Penn State notebook: Practice begins

STATE COLLEGE, Pa. -- After a sleepless night, Bill O'Brien stepped foot on Penn State's practice field early Monday morning, before the sun peeked over nearby Mount Nittany.

He told reporters he was anxious for his first preseason practice here. So, he arrived at 4:45 a.m. -- 15 minutes after the rest of his staff.

"They're going to be busting my chops," he said with a smile.

O'Brien's grin betrayed the difficult goal he's tasked with this season: Maintain a winning program in the face of unprecedented sanctions, which have taken a toll on a roster short on experience and long on question marks. Nine players -- including star tailback Silas Redd and starting wideout Justin Brown -- have transferred, leaving O'Brien with just one regular returning starter on offense in center Matt Stankiewitch.

"I know some guys left, but that's OK," O'Brien said after practice. "That's their individual decision. We respect that decision, but we're moving forward with this football team."

Transfers: O'Brien confirmed Monday morning that no incoming freshmen -- with the exception of defensive lineman Jamil Pollard -- had left the team. A new roster was released Monday morning, and no other transfers were reported.

The other players who transferred include quarterback Rob Bolden, offensive lineman Ryan Nowicki, linebacker Khairi Fortt, safety Tim Buckley, tight end Kevin Haplea, and kicker Anthony Fera.

Only four of those transfers (Fortt, Fera, Brown, Redd) were expected to see considerable playing time this season.

Early Hiccups: Matt McGloin, Paul Jones and Shane McGregor rotated in and out during drills. And, in about 25 plays the media viewed, four interceptions were tossed.

Jones scurried out of the pocket on some plays to throw on the run, and the quarterbacks could be seen progressing through their reads. Short routes were the favorites, and it was easy to see the New England Patriots' influence on the check-down throws. The media didn't get to see too many deep passes.

Throws over the middle were often deflected or intercepted.

"There were some ugly plays out there," O'Brien said, "but there were also some really good plays."

Time to Shine: Sophomore Bill Belton will replace Redd and be the featured running back this season, beating out redshirt junior Curtis Dukes, who averaged 5.8 yards per carry on 41 carries last season.

Belton looked sharp hitting the holes, and O'Brien said it was one of his best practices. Dukes is a bruising runner, while Belton is a quick and agile athlete who could also see some throws out of the backfield.

"It's Billy Belton's time to shine," O'Brien said. "He came out here ready to go, and I expect him to do that every day.
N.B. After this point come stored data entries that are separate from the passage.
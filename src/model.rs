use chrono::{DateTime, Utc};
use serde::{Deserialize, Serialize};

#[derive(Debug, Clone, Copy, Serialize, Deserialize, PartialEq, Eq)]
#[serde(rename_all = "SCREAMING_SNAKE_CASE")]
pub enum SendStatus {
    Sent,
    Failed,
}

impl SendStatus {
    pub fn as_str(&self) -> &'static str {
        match self {
            SendStatus::Sent => "SENT",
            SendStatus::Failed => "FAILED",
        }
    }

    pub fn parse_status(s: &str) -> Option<Self> {
        match s {
            "SENT" => Some(SendStatus::Sent),
            "FAILED" => Some(SendStatus::Failed),
            _ => None,
        }
    }
}

#[derive(Debug, Clone, Serialize, Deserialize, PartialEq, Eq)]
pub struct User {
    pub id: String,
    pub email: String,
    pub full_name: Option<String>,
}

/// Subject/body pair with `{{token}}` placeholders and the tokens it declares.
#[derive(Debug, Clone, Serialize, Deserialize, PartialEq, Eq)]
pub struct EmailTemplate {
    pub id: String,
    pub name: String,
    pub subject: String,
    pub body: String,
    pub variables: Vec<String>,
}

#[derive(Debug, Clone, Serialize, Deserialize, PartialEq, Eq)]
pub struct Campaign {
    pub id: String,
    pub user_id: String,
    pub template_id: String,
    pub industry: String,
    pub is_active: bool,
    /// 0 = Sunday.
    pub weekday: u8,
    pub hour: u8,
    /// Cap on sends per target; `None` means unlimited.
    pub max_sends: Option<i64>,
}

/// Campaign joined with everything needed to render its emails.
#[derive(Debug, Clone)]
pub struct CampaignBundle {
    pub campaign: Campaign,
    pub template: EmailTemplate,
    pub owner: User,
}

#[derive(Debug, Clone, Serialize, Deserialize, PartialEq, Eq)]
pub struct Company {
    pub id: String,
    pub name: String,
    pub website: Option<String>,
    pub industry: Option<String>,
}

#[derive(Debug, Clone, Serialize, Deserialize, PartialEq, Eq)]
pub struct Enrichment {
    pub id: String,
    pub company_id: String,
    pub owner_name: Option<String>,
    pub owner_email: Option<String>,
}

#[derive(Debug, Clone, Serialize, Deserialize, PartialEq, Eq)]
pub struct OutreachTarget {
    pub id: String,
    pub campaign_id: String,
    pub company_id: String,
    pub send_count: i64,
    pub last_sent_at: Option<DateTime<Utc>>,
}

/// Target joined with its company and the company's first enrichment.
#[derive(Debug, Clone)]
pub struct TargetContext {
    pub target: OutreachTarget,
    pub company: Company,
    pub enrichment: Option<Enrichment>,
}

impl TargetContext {
    /// Recipient address, if the enrichment resolved a usable one.
    pub fn recipient(&self) -> Option<&str> {
        self.enrichment
            .as_ref()
            .and_then(|e| e.owner_email.as_deref())
            .map(str::trim)
            .filter(|email| !email.is_empty())
    }
}

#[derive(Debug, Clone, Serialize, Deserialize, PartialEq, Eq)]
pub struct EmailLog {
    pub id: String,
    pub campaign_id: String,
    pub company_id: String,
    pub recipient: String,
    pub subject: String,
    pub status: SendStatus,
    pub error_message: Option<String>,
    pub created_at: DateTime<Utc>,
}

pub fn new_id() -> String {
    uuid::Uuid::new_v4().to_string()
}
Again, he's a good football player -- and he was going to play this year."

Secondary depth a primary problem: Safety Jake Fagnano was nursing a sore hamstring, so Adrian Amos played a little safety and cornerback. A serious injury in the already-shallow secondary could wreak havoc on Penn State's defense -- and the secondary was the one spot O'Brien admitted needed a few more bodies.

"We're a little thin right now," he added.
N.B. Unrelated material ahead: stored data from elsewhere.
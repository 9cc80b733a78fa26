#![allow(dead_code)]

use async_trait::async_trait;
use chrono::{DateTime, FixedOffset, TimeZone, Utc};
use std::collections::HashMap;
use std::sync::Arc;
use std::time::{Duration, Instant};
use tokio::sync::Mutex;

use outreach_dispatch::db::{self, NewCampaign, NewCompany, NewTemplate};
use outreach_dispatch::dispatch::DispatchSettings;
use outreach_dispatch::mailer::model::OutgoingEmail;
use outreach_dispatch::mailer::{EmailSender, SendError};

pub async fn setup_pool() -> sqlx::SqlitePool {
    let pool = sqlx::sqlite::SqlitePoolOptions::new()
        .max_connections(1)
        .connect("sqlite::memory:")
        .await
        .unwrap();
    sqlx::migrate!("./migrations").run(&pool).await.unwrap();
    pool
}

pub fn settings() -> DispatchSettings {
    DispatchSettings {
        from: "Exit School <outreach@example.com>".into(),
        reply_to: "team@example.com".into(),
        send_delay: Duration::ZERO,
        cooldown: chrono::Duration::days(7),
        lease_seconds: 300,
        clock: FixedOffset::east_opt(0).unwrap(),
    }
}

/// 2024-01-02 is a Tuesday.
pub fn tuesday(hour: u32, minute: u32) -> DateTime<Utc> {
    Utc.with_ymd_and_hms(2024, 1, 2, hour, minute, 0).unwrap()
}

/// Records every email; recipients listed in `fail_for` get a 500.
#[derive(Clone, Default)]
pub struct RecordingSender {
    sent: Arc<Mutex<Vec<OutgoingEmail>>>,
    at: Arc<Mutex<Vec<Instant>>>,
    fail_for: Arc<Mutex<HashMap<String, String>>>,
}

impl RecordingSender {
    pub async fn fail_recipient(&self, recipient: &str, body: &str) {
        self.fail_for
            .lock()
            .await
            .insert(recipient.to_string(), body.to_string());
    }

    pub async fn calls(&self) -> Vec<OutgoingEmail> {
        self.sent.lock().await.clone()
    }

    /// When each provider call started, in call order.
    pub async fn call_times(&self) -> Vec<Instant> {
        self.at.lock().await.clone()
    }
}

#[async_trait]
impl EmailSender for RecordingSender {
    async fn send(&self, email: &OutgoingEmail) -> Result<String, SendError> {
        self.at.lock().await.push(Instant::now());
        self.sent.lock().await.push(email.clone());
        let to = email.to.first().cloned().unwrap_or_default();
        if let Some(body) = self.fail_for.lock().await.get(&to) {
            return Err(SendError::Rejected {
                status: 500,
                body: body.clone(),
            });
        }
        Ok(format!("msg-{}", to))
    }
}

pub struct Seed {
    pub user_id: String,
    pub campaign_id: String,
}

/// Owner + template + campaign (Tuesday 10:00, given cap).
pub async fn seed_campaign(pool: &sqlx::SqlitePool, max_sends: Option<i64>) -> Seed {
    let user_id = db::create_user(pool, &format!("{}@owner.test", uuid::Uuid::new_v4()), Some("Olive Owner"))
        .await
        .unwrap();
    let template_id = db::insert_template(
        pool,
        &NewTemplate {
            name: "intro".into(),
            subject: "Quick question for {{company_name}}".into(),
            body: "Hi {{owner_name}},\n\nI help {{industry}} owners like {{company_name}} ({{website}}).\n\nBest,\n{{sender_name}}".into(),
            variables: vec![
                "company_name".into(),
                "owner_name".into(),
                "industry".into(),
                "website".into(),
                "sender_name".into(),
            ],
        },
    )
    .await
    .unwrap();
    let campaign_id = db::insert_campaign(
        pool,
        &NewCampaign {
            user_id: user_id.clone(),
            template_id,
            industry: "HVAC".into(),
            weekday: 2,
            hour: 10,
            max_sends,
        },
    )
    .await
    .unwrap();
    Seed {
        user_id,
        campaign_id,
    }
}

/// Company (+ enrichment when `email` is set) attached to the campaign.
/// Returns (target id, company id).
pub async fn seed_target(
    pool: &sqlx::SqlitePool,
    campaign_id: &str,
    name: &str,
    email: Option<&str>,
) -> (String, String) {
    let company_id = db::insert_company(
        pool,
        &NewCompany {
            name: name.into(),
            website: Some(format!("https://{}.test", name.to_lowercase())),
            industry: None,
        },
    )
    .await
    .unwrap();
    if let Some(email) = email {
        db::insert_enrichment(pool, &company_id, Some("Ann Owner"), Some(email))
            .await
            .unwrap();
    }
    let target_id = db::add_target(pool, campaign_id, &company_id).await.unwrap();
    (target_id, company_id)
}

pub async fn set_counters(
    pool: &sqlx::SqlitePool,
    target_id: &str,
    send_count: i64,
    last_sent_at: Option<DateTime<Utc>>,
) {
    sqlx::query("UPDATE outreach_targets SET send_count = ?, last_sent_at = ? WHERE id = ?")
        .bind(send_count)
        .bind(last_sent_at)
        .bind(target_id)
        .execute(pool)
        .await
        .unwrap();
}

pub async fn send_count(pool: &sqlx::SqlitePool, target_id: &str) -> i64 {
    sqlx::query_scalar("SELECT send_count FROM outreach_targets WHERE id = ?")
        .bind(target_id)
        .fetch_one(pool)
        .await
        .unwrap()
}

pub async fn log_count(pool: &sqlx::SqlitePool) -> i64 {
    sqlx::query_scalar("SELECT COUNT(*) FROM email_logs")
        .fetch_one(pool)
        .await
        .unwrap()
}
Understanding the sanctions: O'Brien mentioned, several times, how Penn State's players and coaches understood why the team received such heavy penalties. He said it was a new era for Penn State football, and told reporters the team would be making an effort to work with children.
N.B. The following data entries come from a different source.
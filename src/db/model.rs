//! Insert models used by repository writers.
//!
//! Identifiers and timestamps are assigned by the repository, so these carry
//! only caller-supplied fields.

#[derive(Debug, Clone)]
pub struct NewTemplate {
    pub name: String,
    pub subject: String,
    pub body: String,
    pub variables: Vec<String>,
}

#[derive(Debug, Clone)]
pub struct NewCampaign {
    pub user_id: String,
    pub template_id: String,
    pub industry: String,
    pub weekday: u8,
    pub hour: u8,
    pub max_sends: Option<i64>,
}

#[derive(Debug, Clone, Default)]
pub struct NewCompany {
    pub name: String,
    pub website: Option<String>,
    pub industry: Option<String>,
}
"It's really important that people know that we understand why we're here, and we're going to show that," O'Brien said. "Once we get into the season and school starts, you'll see us reaching out to children, showing how much we care about children. We got a bunch of dads on this staff, we got a bunch of kids here that a lot of pride in playing for Penn State -- and not just playing football. They have pride in going to school here, they have pride in reaching out to the community."

Uniform changes? No decision has yet been made on whether to change Penn State's uniform, O'Brien said. And it doesn't appear as if names on the back of jerseys are off the table yet, either.

"That's still under discussion," O'Brien said. "And if that does happen, I'll make sure I'll let you know why we do it."

A new Penn State: O'Brien was asked what Penn State stood for, and he didn't hesitate:

"I want Penn State to stand for, No. 1, the community. I want Penn State to stand for good students and the combination of being a student-athlete. I want Penn State to stand for, football wise, to stand for tough, smart football. I want Penn State to turn the page and move forward -- and understand why we are here. It's a new Penn State football program, and we do have some restrictions, but we know why they're there, and we're going to make sure we focus on that in addition to playing some tough football."